We also take into account the size of the investment management firm, given that we would not expect small firms to have the same financial and human resources as larger firms. Once this analysis is completed, we award each hedge fund holding a responsible investment rating, using a simple three-tier system (Improvement needed, Meets expectations, and Exceeds expectations).

Figure 1 illustrates our client reporting, which summarises the individual hedge fund holding scores for a client portfolio. Over time, we can use this type of reporting to map the progress of each investment manager, enabling incentives or remedial actions.

Figure 1: Manager investment process assessment.

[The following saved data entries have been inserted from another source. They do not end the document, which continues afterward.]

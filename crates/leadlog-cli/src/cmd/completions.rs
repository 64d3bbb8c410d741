use anyhow::Result;
use clap::Args;
use clap_complete::{Shell, generate};

/// Arguments for `leadlog completions`.
#[derive(Args, Debug)]
pub struct CompletionsArgs {
    /// Target shell for completion script generation.
    #[arg(value_enum)]
    pub shell: Shell,
}

/// Generate shell completion script to stdout.
///
/// # Errors
///
/// Returns an error if writing to stdout fails.
pub fn run_completions(shell: Shell, command: &mut clap::Command) -> Result<()> {
    let mut out = std::io::stdout();
    generate(shell, command, "leadlog", &mut out);
    Ok(())
}
use rusqlite::ToSql;
use rusqlite::types::{FromSql, FromSqlError, FromSqlResult, ToSqlOutput, ValueRef};
use serde::{Deserialize, Serialize};
use std::{fmt, str::FromStr};

use super::ParseEnumError;

/// Pipeline bucket a state belongs to.
///
/// Everything except [`StateCategory::Ordinary`] is excluded from the active
/// pipeline.
#[derive(Debug, Clone, Copy, PartialEq, Eq, Hash, Serialize, Deserialize)]
#[serde(rename_all = "snake_case")]
pub enum StateCategory {
    Ordinary,
    Recontact,
    FinalNegative,
    FinalPositive,
}

impl StateCategory {
    #[must_use]
    pub const fn as_str(self) -> &'static str {
        match self {
            Self::Ordinary => "ordinary",
            Self::Recontact => "recontact",
            Self::FinalNegative => "final_negative",
            Self::FinalPositive => "final_positive",
        }
    }

    #[must_use]
    pub const fn is_active_pipeline(self) -> bool {
        matches!(self, Self::Ordinary)
    }
}

impl fmt::Display for StateCategory {
    fn fmt(&self, f: &mut fmt::Formatter<'_>) -> fmt::Result {
        f.write_str(self.as_str())
    }
}

/// Classification state of a lead.
///
/// Numeric ids are stable: they are persisted in `leads.state_id` and inside
/// audit payloads, so existing ids must never be renumbered.
#[derive(Debug, Clone, Copy, PartialEq, Eq, Hash, Serialize, Deserialize)]
#[serde(rename_all = "snake_case")]
pub enum LeadState {
    New,
    Pending,
    Contacted,
    Qualified,
    Negotiation,
    ProposalSent,
    OnHold,
    Recontact,
    Lost,
    Won,
}

impl LeadState {
    /// All states in catalog order.
    pub const ALL: [Self; 10] = [
        Self::New,
        Self::Pending,
        Self::Contacted,
        Self::Qualified,
        Self::Negotiation,
        Self::ProposalSent,
        Self::OnHold,
        Self::Recontact,
        Self::Lost,
        Self::Won,
    ];

    #[must_use]
    pub const fn id(self) -> i64 {
        match self {
            Self::New => 1,
            Self::Pending => 2,
            Self::Contacted => 3,
            Self::Qualified => 4,
            Self::Negotiation => 5,
            Self::ProposalSent => 6,
            Self::OnHold => 7,
            Self::Recontact => 8,
            Self::Lost => 9,
            Self::Won => 10,
        }
    }

    #[must_use]
    pub const fn from_id(id: i64) -> Option<Self> {
        match id {
            1 => Some(Self::New),
            2 => Some(Self::Pending),
            3 => Some(Self::Contacted),
            4 => Some(Self::Qualified),
            5 => Some(Self::Negotiation),
            6 => Some(Self::ProposalSent),
            7 => Some(Self::OnHold),
            8 => Some(Self::Recontact),
            9 => Some(Self::Lost),
            10 => Some(Self::Won),
            _ => None,
        }
    }

    /// Machine key, matching the serde representation.
    #[must_use]
    pub const fn as_str(self) -> &'static str {
        match self {
            Self::New => "new",
            Self::Pending => "pending",
            Self::Contacted => "contacted",
            Self::Qualified => "qualified",
            Self::Negotiation => "negotiation",
            Self::ProposalSent => "proposal_sent",
            Self::OnHold => "on_hold",
            Self::Recontact => "recontact",
            Self::Lost => "lost",
            Self::Won => "won",
        }
    }

    /// Human-readable name, as embedded in audit payloads.
    #[must_use]
    pub const fn name(self) -> &'static str {
        match self {
            Self::New => "New",
            Self::Pending => "Pending",
            Self::Contacted => "Contacted",
            Self::Qualified => "Qualified",
            Self::Negotiation => "Negotiation",
            Self::ProposalSent => "Proposal Sent",
            Self::OnHold => "On Hold",
            Self::Recontact => "Recontact",
            Self::Lost => "Lost",
            Self::Won => "Won",
        }
    }

    #[must_use]
    pub const fn category(self) -> StateCategory {
        match self {
            Self::Recontact => StateCategory::Recontact,
            Self::Lost => StateCategory::FinalNegative,
            Self::Won => StateCategory::FinalPositive,
            _ => StateCategory::Ordinary,
        }
    }

    /// Whether a lead in this state has not been worked yet.
    #[must_use]
    pub const fn is_fresh(self) -> bool {
        matches!(self, Self::New | Self::Pending)
    }

    /// Validate whether a move from `self` to `target` is allowed.
    ///
    /// Identity (no-op), leaving a `final_positive` state, and jumping from
    /// one final category straight to the other are refused. `Lost` leads may
    /// still be reopened into the pipeline or `Recontact`.
    ///
    /// # Errors
    ///
    /// Returns the reason the move is refused.
    pub const fn can_transition_to(self, target: Self) -> Result<(), &'static str> {
        if self.id() == target.id() {
            return Err("no-op transition");
        }
        match (self.category(), target.category()) {
            (StateCategory::FinalPositive, _) => Err("won leads cannot re-enter the pipeline"),
            (StateCategory::FinalNegative, StateCategory::FinalPositive) => {
                Err("lost leads must be reopened before they can be won")
            }
            _ => Ok(()),
        }
    }
}

impl fmt::Display for LeadState {
    fn fmt(&self, f: &mut fmt::Formatter<'_>) -> fmt::Result {
        f.write_str(self.name())
    }
}

impl FromStr for LeadState {
    type Err = ParseEnumError;

    fn from_str(s: &str) -> Result<Self, Self::Err> {
        let needle = s.trim();
        Self::ALL
            .into_iter()
            .find(|state| {
                state.as_str().eq_ignore_ascii_case(needle)
                    || state.name().eq_ignore_ascii_case(needle)
            })
            .ok_or_else(|| ParseEnumError {
                expected: "lead state",
                got: s.to_string(),
            })
    }
}

impl ToSql for LeadState {
    fn to_sql(&self) -> rusqlite::Result<ToSqlOutput<'_>> {
        Ok(ToSqlOutput::from(self.id()))
    }
}

impl FromSql for LeadState {
    fn column_result(value: ValueRef<'_>) -> FromSqlResult<Self> {
        let id = i64::column_result(value)?;
        Self::from_id(id).ok_or(FromSqlError::OutOfRange(id))
    }
}

#[cfg(test)]
mod tests {
    use super::{LeadState, StateCategory};
    use std::collections::HashSet;

    #[test]
    fn ids_round_trip_and_are_unique() {
        let mut seen = HashSet::new();
        for state in LeadState::ALL {
            assert!(seen.insert(state.id()), "duplicate id for {state}");
            assert_eq!(LeadState::from_id(state.id()), Some(state));
        }
        assert_eq!(LeadState::from_id(0), None);
        assert_eq!(LeadState::from_id(999), None);
    }

    #[test]
    fn parse_accepts_key_and_display_name() {
        assert_eq!("proposal_sent".parse::<LeadState>(), Ok(LeadState::ProposalSent));
        assert_eq!("Proposal Sent".parse::<LeadState>(), Ok(LeadState::ProposalSent));
        assert_eq!("ON HOLD".parse::<LeadState>(), Ok(LeadState::OnHold));
        assert!("archived".parse::<LeadState>().is_err());
    }

    #[test]
    fn categories_filter_active_pipeline() {
        let active: Vec<_> = LeadState::ALL
            .into_iter()
            .filter(|s| s.category().is_active_pipeline())
            .collect();
        assert!(!active.contains(&LeadState::Lost));
        assert!(!active.contains(&LeadState::Won));
        assert!(!active.contains(&LeadState::Recontact));
        assert!(active.contains(&LeadState::Negotiation));
        assert_eq!(LeadState::Lost.category(), StateCategory::FinalNegative);
    }

    #[test]
    fn final_states_do_not_cross() {
        assert!(LeadState::Won.can_transition_to(LeadState::Lost).is_err());
        assert!(LeadState::Won.can_transition_to(LeadState::Negotiation).is_err());
        assert!(LeadState::Lost.can_transition_to(LeadState::Won).is_err());
        assert!(LeadState::Lost.can_transition_to(LeadState::Recontact).is_ok());
        assert!(LeadState::Lost.can_transition_to(LeadState::Contacted).is_ok());
        assert!(LeadState::Negotiation.can_transition_to(LeadState::Won).is_ok());
        assert!(LeadState::Negotiation.can_transition_to(LeadState::Lost).is_ok());
    }

    #[test]
    fn fresh_states() {
        assert!(LeadState::New.is_fresh());
        assert!(LeadState::Pending.is_fresh());
        assert!(!LeadState::Contacted.is_fresh());
    }

    #[test]
    fn transition_rules() {
        assert!(LeadState::New.can_transition_to(LeadState::New).is_err());
        assert!(LeadState::Won.can_transition_to(LeadState::Contacted).is_err());
        assert!(LeadState::Lost.can_transition_to(LeadState::Contacted).is_ok());
        assert!(LeadState::Negotiation.can_transition_to(LeadState::Won).is_ok());
    }
}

Source: Man Group

Man Group_2

Illustrative example – for information only. 

Example: Using responsible investment criteria to assess an investment position

We describe here an example of a due diligence meeting we had with a discretionary European equity long/short fund that takes a responsible investment approach using positive screening, discussing a recently bought position in an oil and gas company.

  • While the portfolio is managed using a positive screening responsible investment policy, the investment manager explained that this did not mean that oil and gas companies were automatically excluded. However, we expect the investment manager to demonstrate the positive screening process, and how it seeks to invest in companies that lead on responsible investment issues in the oil and gas sector.
  • The hedge fund firm had recently enhanced its order management systems to require the investment analyst to enter a responsible investment narrative as part of the investment thesis submission process; the firm was able to demonstrate this by walking us through its system. If the investment manager had operated a more manual process, we would have expected to see how this worked in practice with appropriate personnel at the hedge fund firm, and to understand any control features that formally embedded the responsible investment policy into day-to-day investment activity. In this example, our work included engaging with a controller at the firm – the COO – who was able to provide a good insight into this embeddedness and how potential conflicts are managed.
  • The firm was able to demonstrate that its investment committee challenged the analyst over the proposed trade’s responsible investment credentials before approving it (by walking us through the committee meeting minutes covering that investment, alongside an ESG data vendor’s report included in the analyst report). The firm’s analyst successfully argued that the oil and gas company’s direction was positive: it had recently expanded its operations by buying wind farms, and in its annual report had set a target that 50% of revenue would come from renewable energy sales by 2030. In addition, while the oil and gas company had below-average ratings on ESG metrics compared to broader indices, its performance compared to other firms within the oil and gas index was very positive. For higher-volume discretionary trading strategies, or firms with multiple portfolio managers who each may follow different responsible investment strategies, investment decisions may be made at a portfolio manager’s desk. As such, it is important for us to understand how the responsible investment factor is formally presented in the research thesis and that this written form is stored centrally in the firm’s systems and is accessible by the firm’s controllers.

In summary, we would expect that such a trade is not only justified on an economic basis but that the fund has a formal mechanism for decisions to be challenged (the investment committee or other process), with the CIO or portfolio manager taking a lead and interrogating the research thesis from a responsible investment perspective. Moreover, by keeping formal records of the initial analysis, the challenges presented and an ongoing plan to monitor the investment, the fund has a clear methodology that ensures decisions are defensible on a responsible investment basis. If the oil and gas firm does fail to make progress towards its target, this will become apparent, and the fund can either increase pressure on the management or exit the position – both actions would avoid a charge of greenwashing.